Stored data entries
+++
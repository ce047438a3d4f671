//! Quadrature rules and Legendre polynomials on the reference interval `[-1, 1]`.

use crate::Rule;
use std::f64::consts::PI;

/// Maximum number of Newton steps spent on a single Gauss root.
const MAX_NEWTON_ITERATIONS: usize = 100;

/// Evaluates the Legendre polynomials `P_0, ..., P_n` and their derivatives at `x`.
///
/// The derivative is computed with the three-term recurrence
/// `P'_m = P'_{m-2} + (2m - 1) P_{m-1}`, which stays valid at the end points `x = +-1`.
pub fn legendre_table(n: usize, x: f64, values: &mut Vec<f64>, derivatives: &mut Vec<f64>) {
    values.clear();
    derivatives.clear();
    values.push(1.0);
    derivatives.push(0.0);
    if n == 0 {
        return;
    }
    values.push(x);
    derivatives.push(1.0);
    for m in 2..=n {
        let mf = m as f64;
        let p = ((2.0 * mf - 1.0) * x * values[m - 1] - (mf - 1.0) * values[m - 2]) / mf;
        let dp = derivatives[m - 2] + (2.0 * mf - 1.0) * values[m - 1];
        values.push(p);
        derivatives.push(dp);
    }
}

/// Evaluates `(P_n(x), P'_n(x))`.
pub fn legendre(n: usize, x: f64) -> (f64, f64) {
    let mut values = Vec::with_capacity(n + 1);
    let mut derivatives = Vec::with_capacity(n + 1);
    legendre_table(n, x, &mut values, &mut derivatives);
    (values[n], derivatives[n])
}

/// Gauss quadrature for the reference interval [-1, 1].
///
/// Returns the [Gauss quadrature rule] with the given number of points. Given `n` points,
/// the rule integrates polynomials of order up to `2 n - 1` exactly. Points are returned in
/// increasing order.
///
/// # Panics
///
/// Panics if zero points are requested.
///
/// [Gauss quadrature rule]: https://en.wikipedia.org/wiki/Gaussian_quadrature
pub fn gauss(num_points: usize) -> Rule<1> {
    let n = num_points;
    assert!(n > 0, "number of points must be positive");

    // Roots are symmetric around the origin, so only the non-negative half is computed.
    let half = (n + 1) / 2;
    let mut roots = Vec::with_capacity(half);
    for i in 0..half {
        // Chebyshev-like initial guess, descending from the right end
        let mut x = (PI * (i as f64 + 0.75) / (n as f64 + 0.5)).cos();
        let mut dp = legendre(n, x).1;
        for _ in 0..MAX_NEWTON_ITERATIONS {
            let (p, dp_new) = legendre(n, x);
            dp = dp_new;
            let dx = -p / dp;
            x += dx;
            if dx.abs() <= 1e-15 {
                dp = legendre(n, x).1;
                break;
            }
        }
        let w = 2.0 / ((1.0 - x * x) * dp * dp);
        roots.push((x, w));
    }

    let mut weights = Vec::with_capacity(n);
    let mut points = Vec::with_capacity(n);
    for &(x, w) in &roots {
        points.push([-x]);
        weights.push(w);
    }
    // For odd n the middle root is zero and must not be duplicated
    let mirrored = n / 2;
    for &(x, w) in roots[..mirrored].iter().rev() {
        points.push([x]);
        weights.push(w);
    }
    if n % 2 == 1 {
        // The middle entry was pushed as -0.0 from the first loop; normalize it
        let mid = half - 1;
        points[mid] = [0.0];
    }

    assert_eq!(points.len(), n, "Internal error: incorrect number of points produced");
    (weights, points)
}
+++
■ **TASK GOAL**
Which lines of the records above contain the word "mirrored"? Report each one.

■ **RESPONSE**
    let mirrored = n / 2;
    for &(x, w) in roots[..mirrored].iter().rev() {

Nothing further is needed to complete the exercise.